Un inventeur belge, le Comte Alain de VILLEGAS, avait mis au point des appareils permettant de « voir » sous terre, jusqu’à plusieurs milliers de mètres de profondeur, et d’identifier à coup sûr des matières d’une importance économique considérable : gaz, pétrole, eau, certains minerais. Aucune précision n’était donnée sur la nature des phénomènes physiques ainsi appréhendés, et la théorie scientifique susceptible de les expliquer. A plus forte raison, on ne pouvait fournir le moindre renseignement ni sur la technologie mise en œuvre, ni sur les appareils utilisés.

Mais le groupe en question, qui finançait les travaux et essais de M. de VILLEGAS depuis 1969, affirmait avoir obtenu des résultats réellement surprenants d’abord dans la recherche de l’eau, en 1972-1973 (en Espagne), puis dans la prospection des hydrocarbures. En 1974-1975, des campagnes aériennes s’étaient déroulées en Europe, au Brésil, en Afrique du Sud. On avait décelé des possibilités de « gisement » en Irlande, en Suisse.

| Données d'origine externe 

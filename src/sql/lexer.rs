/// SQL Lexer - converts SQL string into tokens

use super::token::{Token, TokenType};
use crate::error::{QuillError, Result};

pub struct Lexer {
    input: Vec<char>,
    position: usize,
    line: usize,
    column: usize,
}

impl Lexer {
    pub fn new(input: &str) -> Self {
        Self {
            input: input.chars().collect(),
            position: 0,
            line: 1,
            column: 1,
        }
    }

    /// Tokenize the whole input; the last token is always `Eof`
    pub fn tokenize(&mut self) -> Result<Vec<Token>> {
        let mut tokens = Vec::new();

        loop {
            let token = self.next_token()?;
            let is_eof = matches!(token.token_type, TokenType::Eof);
            tokens.push(token);
            if is_eof {
                break;
            }
        }

        Ok(tokens)
    }

    pub fn next_token(&mut self) -> Result<Token> {
        loop {
            self.skip_whitespace();
            if self.current_char() == '-' && self.peek_char() == Some('-') {
                self.skip_line_comment();
            } else {
                break;
            }
        }

        let line = self.line;
        let column = self.column;

        if self.is_eof() {
            return Ok(Token::new(TokenType::Eof, line, column));
        }

        let ch = self.current_char();

        let token_type = match ch {
            '\'' => self.read_string(line, column)?,

            '0'..='9' => self.read_number(false, line, column)?,
            '-' if self.peek_char().is_some_and(|c| c.is_ascii_digit()) => {
                self.advance();
                self.read_number(true, line, column)?
            }

            'a'..='z' | 'A'..='Z' | '_' => self.read_identifier(),

            '=' => {
                self.advance();
                TokenType::Eq
            }
            '!' if self.peek_char() == Some('=') => {
                self.advance();
                self.advance();
                TokenType::Ne
            }
            '<' => {
                self.advance();
                match self.current_char() {
                    '=' => {
                        self.advance();
                        TokenType::Le
                    }
                    '>' => {
                        self.advance();
                        TokenType::Ne
                    }
                    _ => TokenType::Lt,
                }
            }
            '>' => {
                self.advance();
                if self.current_char() == '=' {
                    self.advance();
                    TokenType::Ge
                } else {
                    TokenType::Gt
                }
            }
            '*' => {
                self.advance();
                TokenType::Star
            }
            '(' => {
                self.advance();
                TokenType::LParen
            }
            ')' => {
                self.advance();
                TokenType::RParen
            }
            ',' => {
                self.advance();
                TokenType::Comma
            }
            ';' => {
                self.advance();
                TokenType::Semicolon
            }
            '.' => {
                self.advance();
                TokenType::Dot
            }
            _ => {
                return Err(QuillError::syntax(
                    format!("Unexpected character '{}'", ch),
                    line,
                    column,
                ));
            }
        };

        Ok(Token::new(token_type, line, column))
    }

    fn current_char(&self) -> char {
        if self.is_eof() {
            '\0'
        } else {
            self.input[self.position]
        }
    }

    fn peek_char(&self) -> Option<char> {
        self.input.get(self.position + 1).copied()
    }

    fn advance(&mut self) {
        if !self.is_eof() {
            if self.input[self.position] == '\n' {
                self.line += 1;
                self.column = 1;
            } else {
                self.column += 1;
            }
            self.position += 1;
        }
    }

    fn is_eof(&self) -> bool {
        self.position >= self.input.len()
    }

    fn skip_whitespace(&mut self) {
        while !self.is_eof() && self.current_char().is_whitespace() {
            self.advance();
        }
    }

    fn skip_line_comment(&mut self) {
        while !self.is_eof() && self.current_char() != '\n' {
            self.advance();
        }
    }

    /// Single-quoted string; `''` is an escaped quote, newlines are kept
    fn read_string(&mut self, line: usize, column: usize) -> Result<TokenType> {
        self.advance(); // skip opening quote
        let mut value = String::new();

        loop {
            if self.is_eof() {
                return Err(QuillError::syntax("Unterminated string literal", line, column));
            }
            let ch = self.current_char();
            self.advance();
            if ch == '\'' {
                if self.current_char() == '\'' {
                    value.push('\'');
                    self.advance();
                } else {
                    break;
                }
            } else {
                value.push(ch);
            }
        }

        Ok(TokenType::String(value))
    }

    fn read_number(&mut self, negative: bool, line: usize, column: usize) -> Result<TokenType> {
        let mut value = String::new();
        if negative {
            value.push('-');
        }

        while !self.is_eof() && self.current_char().is_ascii_digit() {
            value.push(self.current_char());
            self.advance();
        }

        value
            .parse::<i64>()
            .map(TokenType::Number)
            .map_err(|_| QuillError::syntax(format!("Integer out of range: {}", value), line, column))
    }

    fn read_identifier(&mut self) -> TokenType {
        let mut value = String::new();

        while !self.is_eof() {
            let ch = self.current_char();
            if ch.is_ascii_alphanumeric() || ch == '_' {
                value.push(ch);
                self.advance();
            } else {
                break;
            }
        }

        TokenType::from_keyword(&value).unwrap_or(TokenType::Identifier(value))
    }
}

/// Convenience wrapper: tokenize `input` in one call
pub fn tokenize(input: &str) -> Result<Vec<Token>> {
    Lexer::new(input).tokenize()
}
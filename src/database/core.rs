//! Database Core - table registry
//!
//! The `Database` owns every `Table`, keyed by lowercase table name so that
//! lookups are case-insensitive while the schema keeps the declared name.

use super::table::Table;
use crate::types::TableSchema;
use crate::{QuillError, Result};
use log::info;
use std::collections::BTreeMap;
use std::time::{SystemTime, UNIX_EPOCH};

/// Database statistics
#[derive(Debug, Clone, PartialEq, Eq)]
pub struct DatabaseStats {
    pub tables: usize,
    pub total_rows: usize,
    pub indexes: usize,
}

pub struct Database {
    /// Lowercase table name -> table
    pub(crate) tables: BTreeMap<String, Table>,
    /// Unix milliseconds, carried through snapshots
    pub(crate) created_at: u64,
}

impl Default for Database {
    fn default() -> Self {
        Self::new()
    }
}

impl Database {
    pub fn new() -> Self {
        Self {
            tables: BTreeMap::new(),
            created_at: now_millis(),
        }
    }

    /// Create a new table.
    ///
    /// Fails when the name is taken (case-insensitive), when no columns are
    /// given, when two columns share a name, or when more than one column is
    /// declared PRIMARY KEY. Derives the schema's primary key column.
    ///
    /// # Example
    /// ```ignore
    /// use quilldb::types::{TableSchema, ColumnDef, ColumnType};
    ///
    /// let schema = TableSchema::new("users", vec![
    ///     ColumnDef::new("id", ColumnType::Int).primary_key(),
    ///     ColumnDef::new("name", ColumnType::Text),
    /// ]);
    /// db.create_table(schema)?;
    /// ```
    pub fn create_table(&mut self, mut schema: TableSchema) -> Result<()> {
        let key = schema.name.to_lowercase();
        if self.tables.contains_key(&key) {
            return Err(QuillError::Schema(format!(
                "Table '{}' already exists",
                schema.name
            )));
        }

        schema.validate()?;
        schema.derive_primary_key();
        info!(
            "[create_table] {} ({} columns, primary key: {})",
            schema.name,
            schema.column_count(),
            schema.primary_key().unwrap_or("none")
        );
        self.tables.insert(key, Table::new(schema));
        Ok(())
    }

    pub fn get_table(&self, name: &str) -> Result<&Table> {
        self.tables
            .get(&name.to_lowercase())
            .ok_or_else(|| QuillError::TableNotFound(name.to_string()))
    }

    pub fn get_table_mut(&mut self, name: &str) -> Result<&mut Table> {
        self.tables
            .get_mut(&name.to_lowercase())
            .ok_or_else(|| QuillError::TableNotFound(name.to_string()))
    }

    pub fn get_table_schema(&self, name: &str) -> Result<&TableSchema> {
        self.get_table(name).map(Table::schema)
    }

    /// Drop a table together with its rows and indexes
    pub fn drop_table(&mut self, name: &str) -> Result<()> {
        match self.tables.remove(&name.to_lowercase()) {
            Some(table) => {
                info!("[drop_table] {} ({} rows)", table.name(), table.row_count());
                Ok(())
            }
            None => Err(QuillError::TableNotFound(name.to_string())),
        }
    }

    pub fn has_table(&self, name: &str) -> bool {
        self.tables.contains_key(&name.to_lowercase())
    }

    /// Declared table names, ordered by lowercase name
    pub fn list_tables(&self) -> Vec<String> {
        self.tables.values().map(|t| t.name().to_string()).collect()
    }

    pub fn tables(&self) -> impl Iterator<Item = &Table> {
        self.tables.values()
    }

    pub fn table_count(&self) -> usize {
        self.tables.len()
    }

    /// Remove every table
    pub fn clear(&mut self) {
        self.tables.clear();
    }

    pub fn created_at(&self) -> u64 {
        self.created_at
    }

    pub fn stats(&self) -> DatabaseStats {
        DatabaseStats {
            tables: self.tables.len(),
            total_rows: self.tables.values().map(Table::row_count).sum(),
            indexes: self.tables.values().map(|t| t.indexed_columns().len()).sum(),
        }
    }
}

pub(crate) fn now_millis() -> u64 {
    SystemTime::now()
        .duration_since(UNIX_EPOCH)
        .map(|d| d.as_millis() as u64)
        .unwrap_or(0)
}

En Afrique du Sud, le « gisement » découvert par le nouveau procédé n’avait malheureusement pu être atteint par un premier forage : les évaluations de profondeur n’étaient pas encore assez précises. Mais l’inventeur avait donné d’autres preuves de la valeur de son procédé. Le résultat (négatif) de deux forages qui étaient en cours dans un autre périmètre avait été annoncé l’avance par M. de Villegas ; des tests sur l’importance de certaines mines d’or, dont l’une faisait encore l’objet d’estimations, s’etaient révélés exacts ; enfin, une autre expérience sur une zone de stockage souterrain d’hydrocarbures avait été jugée réussie par les experts gouvernementaux Sud-africains qui étaient seuls à en connaître les données.

Aussi proposait-on à l’ERAP de faire un essai, sans bourse délier, et de se décider au vu des résultats.

Pourquoi s’adresser à une entreprise pétrolière extérieure ? C’est que l’invention paraissait sinon totalement au point, du moins suffisamment établie, et que le moment était venu de passer à une exploitataion à grande échelle, avec les moyens humains et matériels, les connaissances techniques, le métier des professionnels de l’industrie pétrolière.

Pourquoi l’ERAP ?

Maître Jean VIOLET, ancien avocat au barreau de Paris (1), conseil juridique du groupe financier parrain, et qui était de longue date en relation avec l’ERAP, faisait valoir que la chose n’allait pas de soi, que les divergences existaient au sein de ce groupe (où figuraient des intérêts italiens, espagnols, etc.), mais qu’il y avait précisément une chance à saisir pour la France. M. Antoine PINAY, appelé en renfort, c efendait la même cause. Il fallait faire vite, sous peine de voir l’invention partir vers d’autres pays. On parlait d’Exxon.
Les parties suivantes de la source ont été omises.